Suppose that each group has a different intercept, with \(\alpha_i\) denoting the intercept for group \(i\). (From here on we will assume, contrary to our usual practice, that \(x_{ij}\) does not contain an intercept.) In other words, the baseline level of the response varies across groups. We can then decompose the error term \(\epsilon_{ij}\) into the group-specific effect \(\alpha_i\) and an idiosyncratic unit-level error \(\eta_{ij}\), giving us the model \[ Y_{ij} = x_{ij}^\top \beta + \underbrace{\alpha_i + \eta_{ij}}_{\epsilon_{ij}}. \] We will assume that \(\eta_{ij}\) is independent and identically distributed across observations, so the within-group correlation comes exclusively from the fact that the group effect \(\alpha_i\) enters the error term for every observation in the group. Let \(V[\alpha_i] = \sigma_{\alpha}^2\) and \(V[\eta_{ij}] = \sigma_{\eta}^2\). Under this model, the covariance structure is \[ \text{Cov}[\epsilon_{ij}, \epsilon_{i'j'}] = \begin{cases} \sigma_{\eta}^2 + \sigma_{\alpha}^2 & i = i', j = j', \\ \sigma_{\alpha}^2 & i = i', j \neq j', \\ 0 & i \neq i'. \end{cases} \] This is equivalent to assuming \(\Omega\) takes the block-diagonal form given above, with each \(\Omega_i\) along the diagonal being \[ \Omega_i = \begin{bmatrix} \sigma_{\eta}^2 + \sigma_{\alpha}^2 & \sigma_{\alpha}^2 & \cdots & \sigma_{\alpha}^2 \\ \sigma_{\alpha}^2 & \sigma_{\eta}^2 + \sigma_{\alpha}^2 & \cdots & \sigma_{\alpha}^2 \\ \vdots & \vdots & \ddots & \vdots \\ \sigma_{\alpha}^2 & \sigma_{\alpha}^2 & \cdots & \sigma_{\eta}^2 + \sigma_{\alpha}^2 \end{bmatrix}. \]

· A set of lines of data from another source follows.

//! Mutable state of one run, owned by the coordinating thread.

use rand::rngs::SmallRng;
use rand::{Rng, SeedableRng};

use super::config::SearchConfig;
use super::population::{Individual, Solution};
use super::progress::{CancellationToken, ProgressReport, SolveReport};
use super::state::{SearchState, TerminationReason};
use crate::error::ConfigurationError;
use crate::pareto::{
    crowding_by_front, non_dominated_sort, reference_point, sort_by_crowding, ParetoArchive,
};

/// Margin applied to the worst initial values when no reference point is configured.
pub(crate) const REFERENCE_MARGIN: f64 = 1.1;

/// Population, ranking buffers, archive and counters of a run.
///
/// Created per run and dropped into a [`SolveReport`]; nothing outlives it.
pub(crate) struct SearchContext {
    pub(crate) state: SearchState,
    pub(crate) population: Vec<Individual>,
    /// Pareto rank of each population member within the pool it survived from.
    pub(crate) ranks: Vec<usize>,
    /// Crowding distance of each population member within its front.
    pub(crate) crowding: Vec<f64>,
    pub(crate) archive: ParetoArchive<Solution>,
    pub(crate) reference: Option<Vec<f64>>,
    pub(crate) generation: usize,
    /// Consecutive generations without an archive improvement.
    pub(crate) stagnant: usize,
    pub(crate) evaluations: usize,
    pub(crate) history: Vec<ProgressReport>,
    pub(crate) rng: SmallRng,
}

impl SearchContext {
    pub(crate) fn new(config: &SearchConfig) -> Result<Self, ConfigurationError> {
        Ok(Self {
            state: SearchState::Initialized,
            population: Vec::with_capacity(config.population_size),
            ranks: Vec::new(),
            crowding: Vec::new(),
            archive: ParetoArchive::new(config.archive_capacity)?,
            reference: config.reference_point.clone(),
            generation: 0,
            stagnant: 0,
            evaluations: 0,
            history: Vec::new(),
            rng: SmallRng::seed_from_u64(config.seed),
        })
    }

    pub(crate) fn transition(&mut self, next: SearchState) {
        debug_assert!(
            self.state.can_transition_to(next),
            "illegal transition {:?} -> {:?}",
            self.state,
            next
        );
        log::trace!("generation {}: {:?} -> {:?}", self.generation, self.state, next);
        self.state = next;
    }

    /// Fixes the hypervolume reference point from the first evaluated batch
    /// unless one was configured.
    pub(crate) fn ensure_reference(&mut self, batch: &[Individual]) {
        if self.reference.is_none() {
            let objectives: Vec<Vec<f64>> = batch.iter().map(|i| i.objectives.clone()).collect();
            let reference = reference_point(&objectives, REFERENCE_MARGIN);
            log::debug!("derived hypervolume reference point {reference:?}");
            self.reference = Some(reference);
        }
    }

    /// Offers every individual to the archive in order. Returns whether any
    /// of them was an improvement.
    pub(crate) fn update_archive(&mut self, batch: &[Individual]) -> bool {
        let mut improved = false;
        for individual in batch {
            let outcome = self
                .archive
                .insert(individual.to_solution(), individual.objectives.clone());
            improved |= outcome.is_improvement();
        }
        self.evaluations += batch.len();
        if !improved {
            log::debug!(
                "generation {}: archive rejected all {} candidates",
                self.generation,
                batch.len()
            );
        }
        improved
    }

    /// Merges the current population with `offspring` and keeps `size`
    /// survivors: whole fronts in rank order, then the partially fitting
    /// front by descending crowding distance.
    pub(crate) fn survive(&mut self, offspring: Vec<Individual>, size: usize) {
        let mut merged = std::mem::take(&mut self.population);
        merged.extend(offspring);

        let objectives: Vec<Vec<f64>> = merged.iter().map(|i| i.objectives.clone()).collect();
        let sorted = non_dominated_sort(&objectives);
        let crowding = crowding_by_front(&objectives, &sorted);

        let mut chosen: Vec<usize> = Vec::with_capacity(size);
        for front in &sorted.fronts {
            let room = size.saturating_sub(chosen.len());
            if room == 0 {
                break;
            }
            if front.len() <= room {
                chosen.extend_from_slice(front);
            } else {
                chosen.extend(sort_by_crowding(front, &crowding).into_iter().take(room));
            }
        }

        self.ranks = chosen.iter().map(|&i| sorted.ranks[i]).collect();
        self.crowding = chosen.iter().map(|&i| crowding[i]).collect();
        let mut slots: Vec<Option<Individual>> = merged.into_iter().map(Some).collect();
        self.population = chosen.iter().filter_map(|&i| slots[i].take()).collect();
    }

    /// Replaces the population with `batch`, ranked on its own.
    pub(crate) fn rank_batch(&mut self, batch: Vec<Individual>) {
        self.population.clear();
        let size = batch.len();
        self.survive(batch, size);
    }

    /// Number of rank-0 members in the population.
    pub(crate) fn front_size(&self) -> usize {
        self.ranks.iter().filter(|&&r| r == 0).count()
    }

    /// Tournament on (rank ascending, crowding descending); the first
    /// contestant wins ties.
    pub(crate) fn tournament(&mut self, size: usize) -> usize {
        let n = self.population.len();
        let mut best = self.rng.random_range(0..n);
        for _ in 1..size {
            let challenger = self.rng.random_range(0..n);
            if self.beats(challenger, best) {
                best = challenger;
            }
        }
        best
    }

    fn beats(&self, a: usize, b: usize) -> bool {
        self.ranks[a] < self.ranks[b]
            || (self.ranks[a] == self.ranks[b] && self.crowding[a] > self.crowding[b])
    }

    /// Stop condition checked at a generation boundary.
    pub(crate) fn stop_reason(
        &self,
        config: &SearchConfig,
        cancel: &CancellationToken,
    ) -> Option<TerminationReason> {
        if cancel.is_cancelled() {
            Some(TerminationReason::Cancelled)
        } else if self.generation >= config.max_generations {
            Some(TerminationReason::MaxGenerations)
        } else if config
            .stagnation_limit
            .is_some_and(|limit| self.stagnant >= limit)
        {
            Some(TerminationReason::Stagnation)
        } else {
            None
        }
    }

    /// Builds the report for the current generation and hands it to `hook`.
    pub(crate) fn report(&mut self, indicators: bool, hook: &mut dyn FnMut(&ProgressReport)) {
        let report = ProgressReport::snapshot(
            self.generation,
            self.front_size(),
            &self.archive,
            self.reference.as_deref(),
            indicators,
        );
        log::debug!(
            "generation {}: front {}, archive {}, best {:?}, hypervolume {:?}",
            report.generation,
            report.front_size,
            report.archive_size,
            report.best,
            report.hypervolume
        );
        hook(&report);
        self.history.push(report);
    }

    pub(crate) fn into_report(self, termination: TerminationReason) -> SolveReport {
        SolveReport {
            front: self.archive.into_entries(),
            generations: self.generation,
            termination,
            history: self.history,
            evaluations: self.evaluations,
            reference_point: self.reference,
        }
    }
}

#[cfg(test)]
mod tests {
    use super::*;
    use crate::encoding::Chromosome;
    use crate::models::Schedule;

    fn individual(objectives: Vec<f64>) -> Individual {
        Individual {
            chromosome: Chromosome::new(Vec::new(), Vec::new()),
            schedule: Schedule::new(),
            objectives,
        }
    }

    fn context() -> SearchContext {
        SearchContext::new(&SearchConfig::default()).unwrap()
    }

    #[test]
    fn test_survive_fills_front_by_front() {
        let mut ctx = context();
        ctx.rank_batch(vec![
            individual(vec![1.0, 5.0]),
            individual(vec![5.0, 1.0]),
            individual(vec![6.0, 6.0]),
        ]);
        ctx.survive(
            vec![
                individual(vec![3.0, 3.0]),
                individual(vec![2.0, 4.0]),
                individual(vec![7.0, 7.0]),
            ],
            4,
        );
        // front 0 has four members: all fit exactly
        assert_eq!(ctx.population.len(), 4);
        assert!(ctx.ranks.iter().all(|&r| r == 0));
        assert!(ctx
            .population
            .iter()
            .all(|i| i.objectives != vec![6.0, 6.0] && i.objectives != vec![7.0, 7.0]));
    }

    #[test]
    fn test_survive_truncates_partial_front_by_crowding() {
        let mut ctx = context();
        ctx.rank_batch(vec![
            individual(vec![0.0, 10.0]),
            individual(vec![4.0, 6.0]),
            individual(vec![5.0, 5.0]),
            individual(vec![10.0, 0.0]),
        ]);
        ctx.survive(Vec::new(), 3);
        let kept: Vec<Vec<f64>> = ctx.population.iter().map(|i| i.objectives.clone()).collect();
        // extremes are infinite; (4,6) is 1.0 crowded vs (5,5) at 1.2
        assert_eq!(kept, vec![vec![0.0, 10.0], vec![10.0, 0.0], vec![5.0, 5.0]]);
    }

    #[test]
    fn test_tournament_prefers_lower_rank() {
        let mut ctx = context();
        ctx.rank_batch(vec![individual(vec![1.0, 1.0]), individual(vec![2.0, 2.0])]);
        // with every member entered many times the rank-0 one always wins
        for _ in 0..20 {
            assert_eq!(ctx.tournament(64), 0);
        }
    }

    #[test]
    fn test_stop_reason_order() {
        let config = SearchConfig::default()
            .with_max_generations(5)
            .with_stagnation_limit(Some(2));
        let cancel = CancellationToken::new();
        let mut ctx = context();
        assert_eq!(ctx.stop_reason(&config, &cancel), None);
        ctx.stagnant = 2;
        assert_eq!(ctx.stop_reason(&config, &cancel), Some(TerminationReason::Stagnation));
        ctx.generation = 5;
        assert_eq!(ctx.stop_reason(&config, &cancel), Some(TerminationReason::MaxGenerations));
        cancel.cancel();
        assert_eq!(ctx.stop_reason(&config, &cancel), Some(TerminationReason::Cancelled));
    }

    #[test]
    fn test_update_archive_reports_improvement() {
        let mut ctx = context();
        assert!(ctx.update_archive(&[individual(vec![2.0, 2.0])]));
        assert!(!ctx.update_archive(&[individual(vec![3.0, 3.0]), individual(vec![2.0, 2.0])]));
        assert!(ctx.update_archive(&[individual(vec![1.0, 3.0])]));
        assert_eq!(ctx.evaluations, 4);
    }
}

If we knew \(\sigma_{\alpha}^2\) and \(\sigma_{\eta}^2\), we could efficiently estimate \(\beta\) via the generalized least squares estimator, \[ \hat{\beta}_{\text{GLS}}(Y, \mathbf{X}, \Omega) = (\mathbf{X}^\top \Omega^{-1} \mathbf{X})^{-1} \mathbf{X}^\top \Omega^{-1} Y. \] As you surely noticed, this looks identical to the weighted least squares estimator, because WLS is the special case of GLS in which \(\Omega\) is a diagonal matrix. Anyway, the problem is, we don’t know the two error variances. But we can estimate them. In the interests of time, I will skip over exactly how we do this—you can find the details in Johnston and DiNardo (1997, chap. 12). If we replace \(\sigma_{\alpha}^2\) and \(\sigma_{\eta}^2\) in \(\Omega\) with their corresponding estimates and call the resulting matrix \(\hat{\Omega}\), we can use the feasible GLS estimator, \[ \hat{\beta}_{\text{FGLS}}(Y, \mathbf{X}, \hat{\Omega}) = (\mathbf{X}^\top \hat{\Omega}^{-1} \mathbf{X})^{-1} \mathbf{X}^\top \hat{\Omega}^{-1} Y. \]

We call this application of feasible GLS the random effects estimator, or \(\hat{\beta}_{\text{RE}}\). As long as we have correctly specified the form of \(\Omega\) and the usual exogeneity condition holds (\(E[\epsilon_{ij} \,|\, x_{ij}] = 0\)), then the random effects estimator is consistent and asymptotically efficient: in large enough samples it gets close to the right answer and no other linear estimator gets closer on average. The small-sample properties are generally unknown.

But I have tried to slip something past you here. I referred to the “usual exogeneity condition” like a bit of a throwaway. But this is unduly restrictive when \(\epsilon_{ij}\) contains a group-specific effect. It implies that the group-specific effects must be uncorrelated with all of the covariates—a condition that is at best questionable in most observational data settings. Recall the earlier example where kids from higher-income families get placed in classrooms with higher-ability teachers. If \(\text{Cov}[x_{ij}, \alpha_i] \neq 0\), then the random effects estimator will be inconsistent. If this is so, we need to bite the bullet and estimate the \(\alpha_i\)’s.

Fixed Effects

The fixed effects estimator is much easier to define than the random effects estimator. It is simply the regression of \(Y\) on \(\mathbf{Z}\), the matrix that contains both the covariates and the group membership dummies: \[ \hat{\beta}_{\text{FE}}(Y, \mathbf{Z}) = \hat{\beta}_{\text{OLS}}(Y, \mathbf{Z}) [1, \ldots, p], \] in other words, only the first \(p\) elements of the \(p + N\) OLS estimates. Fixed effects takes the part of the error term that is correlated with the covariates—the group-specific intercepts—and brings them into the covariate matrix, purging the source of omitted variable bias that arises under OLS or random effects.

Most textbook treatments of fixed effect estimators go through a whole rigmarole about computation, because inverting the \((N + p) \times (N + p)\) matrix \(\mathbf{Z}^\top \mathbf{Z}\) used to be impossible for large \(N\). This is no longer true,² so you can safely ignore most of the hand-wringing about computational difficulties.

The standard errors of the fixed effects estimator are usually higher than those of the random effects estimator, since estimating \(N\) additional parameters uses a lot of degrees of freedom. This leads us to the following pair of observations.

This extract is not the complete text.